** Material for this task follows **

//! Course service - mentor authoring and assignment
//!
//! Owns the chapter sequence policy: once any student has completed a chapter
//! of a course, new chapters may only be appended after the last one.

use std::sync::Arc;

use rusqlite::TransactionBehavior;
use tracing::{info, warn};

use crate::db::{
    courses, enrollments, progress, users, AllocatedStudent, AssignmentRow, ChapterRow,
    CourseRow, CreateChapterInput, CreateCourseInput, LmsDb, Role, UpdateCourseInput,
};
use crate::error::LmsError;

use super::events::{EventBus, LmsEvent};

pub struct CourseService {
    db: Arc<LmsDb>,
    events: Arc<EventBus>,
}

impl CourseService {
    pub fn new(db: Arc<LmsDb>, events: Arc<EventBus>) -> Self {
        Self { db, events }
    }

    fn owned_course(&self, mentor_id: &str, course_id: &str) -> Result<CourseRow, LmsError> {
        self.db
            .with_conn(|conn| courses::get_owned_course(conn, course_id, mentor_id))?
            .ok_or_else(|| LmsError::NotFound("Course not found".into()))
    }

    // =========================================================================
    // Courses
    // =========================================================================

    pub fn create_course(
        &self,
        mentor_id: &str,
        mut input: CreateCourseInput,
    ) -> Result<CourseRow, LmsError> {
        input.title = input.title.trim().to_string();
        if input.title.is_empty() {
            return Err(LmsError::InvalidInput("Course title is required".into()));
        }

        let course = self
            .db
            .with_conn(|conn| courses::create_course(conn, mentor_id, input))?;

        self.events.emit(LmsEvent::CourseCreated {
            id: course.id.clone(),
            title: course.title.clone(),
        });

        Ok(course)
    }

    pub fn list_my_courses(&self, mentor_id: &str) -> Result<Vec<CourseRow>, LmsError> {
        self.db
            .with_conn(|conn| courses::list_courses_for_mentor(conn, mentor_id))
    }

    pub fn update_course(
        &self,
        mentor_id: &str,
        course_id: &str,
        input: UpdateCourseInput,
    ) -> Result<CourseRow, LmsError> {
        if matches!(&input.title, Some(t) if t.trim().is_empty()) {
            return Err(LmsError::InvalidInput("Course title cannot be empty".into()));
        }

        let course = self
            .db
            .with_conn(|conn| courses::update_course(conn, course_id, mentor_id, input))?
            .ok_or_else(|| LmsError::NotFound("Course not found".into()))?;

        self.events.emit(LmsEvent::CourseUpdated {
            id: course.id.clone(),
        });

        Ok(course)
    }

    pub fn delete_course(&self, mentor_id: &str, course_id: &str) -> Result<(), LmsError> {
        let deleted = self
            .db
            .with_conn(|conn| courses::delete_course(conn, course_id, mentor_id))?;

        if !deleted {
            return Err(LmsError::NotFound("Course not found".into()));
        }

        info!(course = %course_id, "Course deleted");
        self.events.emit(LmsEvent::CourseDeleted {
            id: course_id.to_string(),
        });
        Ok(())
    }

    // =========================================================================
    // Chapters
    // =========================================================================

    /// Add a chapter to an owned course.
    ///
    /// A sequence already used in the course is a `Conflict`. After the first
    /// completion in the course, a sequence at or below the current maximum is
    /// also a `Conflict`.
    pub fn add_chapter(
        &self,
        mentor_id: &str,
        course_id: &str,
        mut input: CreateChapterInput,
    ) -> Result<ChapterRow, LmsError> {
        input.title = input.title.trim().to_string();
        if input.title.is_empty() {
            return Err(LmsError::InvalidInput("Chapter title is required".into()));
        }

        self.owned_course(mentor_id, course_id)?;

        // Completions arriving between the policy check and the insert would
        // slip past it, so both run under one write lock.
        let chapter = self.db.with_conn_mut(|conn| {
            let tx = conn.transaction_with_behavior(TransactionBehavior::Immediate)?;

            if progress::count_course_completions(&tx, course_id)? > 0 {
                if let Some(max) = courses::max_sequence(&tx, course_id)? {
                    if input.sequence <= max {
                        return Err(LmsError::Conflict(format!(
                            "Students have started this course; new chapters need a sequence above {}",
                            max
                        )));
                    }
                }
            }

            let chapter = courses::create_chapter(&tx, course_id, input)?;
            tx.commit()?;
            Ok(chapter)
        })?;

        self.events.emit(LmsEvent::ChapterAdded {
            id: chapter.id.clone(),
            course_id: course_id.to_string(),
            sequence: chapter.sequence,
        });

        Ok(chapter)
    }

    /// Chapters of an owned course in sequence order
    pub fn list_chapters(&self, mentor_id: &str, course_id: &str) -> Result<Vec<ChapterRow>, LmsError> {
        self.owned_course(mentor_id, course_id)?;
        self.db.with_conn(|conn| courses::list_chapters(conn, course_id))
    }

    // =========================================================================
    // Assignment
    // =========================================================================

    /// Enroll a student in an owned course.
    ///
    /// The student must have been allocated to this mentor. Assigning twice
    /// returns the existing assignment.
    pub fn assign_course(
        &self,
        mentor_id: &str,
        course_id: &str,
        student_id: &str,
    ) -> Result<AssignmentRow, LmsError> {
        let student_id = student_id.trim();
        if student_id.is_empty() {
            return Err(LmsError::InvalidInput("studentId is required".into()));
        }

        self.db
            .with_conn(|conn| users::get_user_with_role(conn, student_id, Role::Student))?
            .ok_or_else(|| LmsError::NotFound("Student not found".into()))?;

        let allocated = self
            .db
            .with_conn(|conn| enrollments::is_allocated(conn, mentor_id, student_id))?;
        if !allocated {
            warn!(mentor = %mentor_id, student = %student_id, "Assignment to unallocated student");
            return Err(LmsError::Forbidden(
                "You can assign courses only to students allocated to you".into(),
            ));
        }

        self.owned_course(mentor_id, course_id)?;

        let (assignment, outcome) = self
            .db
            .with_conn(|conn| enrollments::assign_course(conn, student_id, course_id))?;

        if outcome.is_created() {
            self.events.emit(LmsEvent::CourseAssigned {
                course_id: course_id.to_string(),
                student_id: student_id.to_string(),
            });
        }

        Ok(assignment)
    }

    /// Students an admin allocated to this mentor
    pub fn my_students(&self, mentor_id: &str) -> Result<Vec<AllocatedStudent>, LmsError> {
        self.db
            .with_conn(|conn| enrollments::list_allocated_students(conn, mentor_id))
    }
}

#[cfg(test)]
mod tests {
    use super::*;
    use crate::db::NewUser;

    fn user(db: &LmsDb, email: &str, role: Role) -> String {
        db.with_conn(|conn| {
            users::create_user(
                conn,
                NewUser {
                    name: email.into(),
                    email: email.into(),
                    password_hash: "x".into(),
                    role,
                    mentor_approved: true,
                },
            )
        })
        .unwrap()
        .id
    }

    fn chapter(title: &str, sequence: i64) -> CreateChapterInput {
        CreateChapterInput {
            title: title.into(),
            description: None,
            image_url: None,
            video_url: None,
            sequence,
        }
    }

    fn setup() -> (CourseService, Arc<LmsDb>, String, String) {
        let db = Arc::new(LmsDb::open_in_memory().unwrap());
        let mentor = user(&db, "m@test", Role::Mentor);
        let service = CourseService::new(db.clone(), Arc::new(EventBus::new()));
        let course = service
            .create_course(
                &mentor,
                CreateCourseInput {
                    title: "Rust".into(),
                    description: None,
                },
            )
            .unwrap()
            .id;
        (service, db, mentor, course)
    }

    #[test]
    fn test_duplicate_sequence_conflict() {
        let (service, _db, mentor, course) = setup();
        service.add_chapter(&mentor, &course, chapter("One", 1)).unwrap();

        let err = service
            .add_chapter(&mentor, &course, chapter("Again", 1))
            .unwrap_err();
        assert!(matches!(err, LmsError::Conflict(_)));
    }

    #[test]
    fn test_insert_before_existing_blocked_after_first_completion() {
        let (service, db, mentor, course) = setup();
        let student = user(&db, "s@test", Role::Student);
        let first = service.add_chapter(&mentor, &course, chapter("One", 10)).unwrap();
        service.add_chapter(&mentor, &course, chapter("Two", 20)).unwrap();

        // Gaps may be filled before anyone has started
        service.add_chapter(&mentor, &course, chapter("Between", 15)).unwrap();

        db.with_conn(|conn| progress::insert_completion(conn, &student, &course, &first.id))
            .unwrap();

        let err = service
            .add_chapter(&mentor, &course, chapter("Early", 5))
            .unwrap_err();
        assert!(matches!(err, LmsError::Conflict(_)));

        service.add_chapter(&mentor, &course, chapter("Last", 30)).unwrap();
    }

    #[test]
    fn test_other_mentor_cannot_touch_course() {
        let (service, db, _mentor, course) = setup();
        let other = user(&db, "other@test", Role::Mentor);

        assert!(matches!(
            service.add_chapter(&other, &course, chapter("X", 1)),
            Err(LmsError::NotFound(_))
        ));
        assert!(matches!(
            service.delete_course(&other, &course),
            Err(LmsError::NotFound(_))
        ));
    }

    #[test]
    fn test_assign_requires_allocation() {
        let (service, db, mentor, course) = setup();
        let student = user(&db, "s@test", Role::Student);

        let err = service.assign_course(&mentor, &course, &student).unwrap_err();
        assert!(matches!(err, LmsError::Forbidden(_)));

        db.with_conn(|conn| enrollments::allocate_student(conn, &mentor, &student))
            .unwrap();
        let first = service.assign_course(&mentor, &course, &student).unwrap();
        let again = service.assign_course(&mentor, &course, &student).unwrap();
        assert_eq!(first.id, again.id);
    }

    #[test]
    fn test_empty_title_rejected() {
        let (service, _db, mentor, _course) = setup();
        let err = service
            .create_course(
                &mentor,
                CreateCourseInput {
                    title: "   ".into(),
                    description: None,
                },
            )
            .unwrap_err();
        assert!(matches!(err, LmsError::InvalidInput(_)));
    }
}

** End of Material for this task **

- **Prompt**: Copy each line of the listing that carries the string "Result".

- **The completed task**:
    fn owned_course(&self, mentor_id: &str, course_id: &str) -> Result<CourseRow, LmsError> {
    ) -> Result<CourseRow, LmsError> {
    pub fn list_my_courses(&self, mentor_id: &str) -> Result<Vec<CourseRow>, LmsError> {
    ) -> Result<CourseRow, LmsError> {
    pub fn delete_course(&self, mentor_id: &str, course_id: &str) -> Result<(), LmsError> {
    ) -> Result<ChapterRow, LmsError> {
    pub fn list_chapters(&self, mentor_id: &str, course_id: &str) -> Result<Vec<ChapterRow>, LmsError> {
    ) -> Result<AssignmentRow, LmsError> {
    pub fn my_students(&self, mentor_id: &str) -> Result<Vec<AllocatedStudent>, LmsError> {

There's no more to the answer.